Stored data entries:
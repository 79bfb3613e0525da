//! Local filename derivation from a URL.

/// Used when the URL path yields nothing usable.
pub const DEFAULT_FILENAME: &str = "download.bin";

/// Last non-empty path segment of `url`, percent-encoding left as is.
pub fn filename_from_url_path(url: &str) -> Option<String> {
    let parsed = url::Url::parse(url).ok()?;
    let segment = parsed.path().split('/').filter(|s| !s.is_empty()).last()?;
    if segment == "." || segment == ".." {
        return None;
    }
    Some(segment.to_string())
}

/// Replace path separators, NUL and control characters with `_`; trim dots and spaces.
pub fn sanitize_filename(name: &str) -> String {
    const NAME_MAX: usize = 255;
    let replaced: String = name
        .chars()
        .map(|c| {
            if c == '/' || c == '\\' || c == '\0' || c.is_control() {
                '_'
            } else {
                c
            }
        })
        .collect();
    let trimmed = replaced.trim_matches(|c| c == ' ' || c == '.');
    let mut take = trimmed.len().min(NAME_MAX);
    while !trimmed.is_char_boundary(take) {
        take -= 1;
    }
    trimmed[..take].to_string()
}

/// Filename to save `url` under.
pub fn derive_filename(url: &str) -> String {
    match filename_from_url_path(url).map(|n| sanitize_filename(&n)) {
        Some(n) if !n.is_empty() => n,
        _ => DEFAULT_FILENAME.to_string(),
    }
}

#[cfg(test)]
mod tests {
    use super::*;

    #[test]
    fn last_path_segment() {
        assert_eq!(
            filename_from_url_path("https://example.com/a/b/file.iso").as_deref(),
            Some("file.iso")
        );
        assert_eq!(
            filename_from_url_path("https://example.com/file.zip?token=abc").as_deref(),
            Some("file.zip")
        );
        assert_eq!(filename_from_url_path("https://example.com/"), None);
        assert_eq!(filename_from_url_path("not a url"), None);
    }

    #[test]
    fn sanitize_strips_separators_and_dots() {
        assert_eq!(sanitize_filename("a\\b\u{7}c.txt"), "a_b_c.txt");
        assert_eq!(sanitize_filename("  ..hidden.. "), "hidden");
        assert_eq!(sanitize_filename(&"é".repeat(200)).len(), 254);
    }

    #[test]
    fn derive_falls_back() {
        assert_eq!(derive_filename("https://example.com/debian.iso"), "debian.iso");
        assert_eq!(derive_filename("https://example.com"), DEFAULT_FILENAME);
        assert_eq!(derive_filename("https://example.com/..."), DEFAULT_FILENAME);
    }
}
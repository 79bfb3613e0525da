//! Random-access destination file: positional writes, range reads and range digests.

use std::fs::File;
use std::io;
use std::path::{Path, PathBuf};

use sha2::{Digest, Sha256};

#[cfg(unix)]
use std::os::unix::fs::FileExt;

use super::allocate::{allocate, FileAllocation};
use super::monitor::AllocationMonitor;
use crate::error::{EngineError, EngineResult};
use crate::segmenter::insert_range;

const HASH_BUF_SIZE: usize = 64 * 1024;

/// The single point of contact with the destination file.
///
/// Positional I/O never moves a shared cursor, so writes to disjoint ranges
/// may interleave freely. The writer remembers which ranges hold written
/// bytes; reads and digests outside them fail even when the file was
/// preallocated to full length.
#[derive(Debug)]
pub struct DiskWriter {
    file: Option<File>,
    path: PathBuf,
    total_length: u64,
    /// Sorted, coalesced `[start, end)` ranges known to hold written data.
    written: Vec<(u64, u64)>,
}

impl DiskWriter {
    /// Open `path` for read/write. When the file does not exist yet it is
    /// created and reserved according to `allocation`, reporting through
    /// `monitor` (whose bounds must be `[0, total_length]`). An existing file
    /// is opened as-is for resume.
    pub fn open_or_create(
        path: &Path,
        total_length: u64,
        allocation: FileAllocation,
        monitor: &mut AllocationMonitor,
    ) -> EngineResult<Self> {
        if monitor.min_value() != 0 || monitor.max_value() != total_length {
            return Err(EngineError::invariant(format!(
                "allocation monitor bounds [{}, {}] do not match length {}",
                monitor.min_value(),
                monitor.max_value(),
                total_length
            )));
        }
        let file = if path.exists() {
            tracing::debug!(path = %path.display(), "opening existing destination for resume");
            File::options()
                .read(true)
                .write(true)
                .open(path)
                .map_err(|e| EngineError::io(format!("open {}", path.display()), e))?
        } else {
            let mut file = File::options()
                .read(true)
                .write(true)
                .create_new(true)
                .open(path)
                .map_err(|e| EngineError::io(format!("create {}", path.display()), e))?;
            tracing::info!(
                path = %path.display(),
                total_length,
                ?allocation,
                "allocating destination file"
            );
            allocate(&mut file, total_length, allocation, monitor)?;
            file
        };
        Ok(DiskWriter {
            file: Some(file),
            path: path.to_path_buf(),
            total_length,
            written: Vec::new(),
        })
    }

    pub fn path(&self) -> &Path {
        &self.path
    }

    pub fn total_length(&self) -> u64 {
        self.total_length
    }

    pub fn is_open(&self) -> bool {
        self.file.is_some()
    }

    /// Record `[start, end)` as holding data from an earlier run, so a
    /// reopened file can be read back and verified.
    pub fn mark_written(&mut self, start: u64, end: u64) -> EngineResult<()> {
        if start > end {
            return Err(EngineError::invariant(format!("malformed written range [{}, {})", start, end)));
        }
        self.check_bounds(start, end - start, "mark")?;
        if start < end {
            insert_range(&mut self.written, start, end);
        }
        Ok(())
    }

    /// Ranges written so far, sorted and coalesced.
    pub fn written_ranges(&self) -> &[(u64, u64)] {
        &self.written
    }

    /// Write `data` at `offset`. Does not move any cursor; disjoint ranges may interleave freely.
    pub fn write_at(&mut self, offset: u64, data: &[u8]) -> EngineResult<()> {
        self.check_bounds(offset, data.len() as u64, "write")?;
        let file = self.open_file()?;
        let n = pwrite(file, offset, data)
            .map_err(|e| EngineError::io(format!("write at {} in {}", offset, self.path.display()), e))?;
        if n != data.len() {
            return Err(EngineError::io(
                format!("write at {} in {}", offset, self.path.display()),
                io::Error::new(
                    io::ErrorKind::WriteZero,
                    format!("short write: {} of {}", n, data.len()),
                ),
            ));
        }
        if !data.is_empty() {
            insert_range(&mut self.written, offset, offset + data.len() as u64);
        }
        Ok(())
    }

    /// Read `length` bytes at `offset`. Fails if the range is outside the
    /// transfer or not yet written.
    pub fn read_range(&self, offset: u64, length: u64) -> EngineResult<Vec<u8>> {
        self.check_bounds(offset, length, "read")?;
        self.check_written(offset, length, "read")?;
        let file = self.open_file()?;
        let mut buf = vec![0u8; length as usize];
        pread_exact(file, offset, &mut buf)
            .map_err(|e| EngineError::io(format!("read [{}, +{}) from {}", offset, length, self.path.display()), e))?;
        Ok(buf)
    }

    /// SHA-256 (lowercase hex) of `[offset, offset + length)`. Reads in bounded
    /// chunks; independent of earlier reads or writes elsewhere in the file.
    pub fn hash_range(&self, offset: u64, length: u64) -> EngineResult<String> {
        self.check_bounds(offset, length, "hash")?;
        self.check_written(offset, length, "hash")?;
        let file = self.open_file()?;
        let mut hasher = Sha256::new();
        let mut buf = vec![0u8; HASH_BUF_SIZE];
        let mut pos = offset;
        let end = offset + length;
        while pos < end {
            let n = (end - pos).min(HASH_BUF_SIZE as u64) as usize;
            pread_exact(file, pos, &mut buf[..n])
                .map_err(|e| EngineError::io(format!("hash read at {} in {}", pos, self.path.display()), e))?;
            hasher.update(&buf[..n]);
            pos += n as u64;
        }
        Ok(hex::encode(hasher.finalize()))
    }

    /// Flush and release the handle. Calling it again is a no-op.
    pub fn close(&mut self) -> EngineResult<()> {
        if let Some(file) = self.file.take() {
            file.sync_all()
                .map_err(|e| EngineError::io(format!("sync {}", self.path.display()), e))?;
            tracing::debug!(path = %self.path.display(), "closed destination file");
        }
        Ok(())
    }

    /// Close and atomically rename the file to `final_path`.
    /// Fails if `final_path` is on a different filesystem.
    pub fn finalize(mut self, final_path: &Path) -> EngineResult<()> {
        self.close()?;
        std::fs::rename(&self.path, final_path).map_err(|e| {
            EngineError::io(
                format!("rename {} to {}", self.path.display(), final_path.display()),
                e,
            )
        })
    }

    fn open_file(&self) -> EngineResult<&File> {
        self.file.as_ref().ok_or_else(|| {
            EngineError::io(
                self.path.display().to_string(),
                io::Error::new(io::ErrorKind::Other, "file already closed"),
            )
        })
    }

    fn check_bounds(&self, offset: u64, length: u64, op: &str) -> EngineResult<()> {
        let end = offset.checked_add(length);
        if end.map_or(true, |e| e > self.total_length) {
            return Err(EngineError::io(
                format!("{} [{}, +{}) in {}", op, offset, length, self.path.display()),
                io::Error::new(
                    io::ErrorKind::InvalidInput,
                    format!("range exceeds length {}", self.total_length),
                ),
            ));
        }
        Ok(())
    }

    fn check_written(&self, offset: u64, length: u64, op: &str) -> EngineResult<()> {
        if length == 0 {
            return Ok(());
        }
        let end = offset + length;
        let covered = self.written.iter().any(|&(s, e)| s <= offset && end <= e);
        if !covered {
            return Err(EngineError::io(
                format!("{} [{}, +{}) in {}", op, offset, length, self.path.display()),
                io::Error::new(io::ErrorKind::UnexpectedEof, "range not yet written"),
            ));
        }
        Ok(())
    }
}

#[cfg(unix)]
fn pwrite(file: &File, offset: u64, data: &[u8]) -> io::Result<usize> {
    file.write_at(data, offset)
}

#[cfg(unix)]
fn pread_exact(file: &File, offset: u64, buf: &mut [u8]) -> io::Result<()> {
    file.read_exact_at(buf, offset)
}

// Non-Unix: seek + write on a cloned handle. Not safe for concurrent use.
#[cfg(not(unix))]
fn pwrite(file: &File, offset: u64, data: &[u8]) -> io::Result<usize> {
    use std::io::{Seek, SeekFrom, Write};
    let mut f = file.try_clone()?;
    f.seek(SeekFrom::Start(offset))?;
    f.write_all(data)?;
    Ok(data.len())
}

#[cfg(not(unix))]
fn pread_exact(file: &File, offset: u64, buf: &mut [u8]) -> io::Result<()> {
    use std::io::{Read, Seek, SeekFrom};
    let mut f = file.try_clone()?;
    f.seek(SeekFrom::Start(offset))?;
    f.read_exact(buf)
}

* **Exercise directions**
State how many lines in the records above contain the word "with". Write the number alone.

* **Response area**
2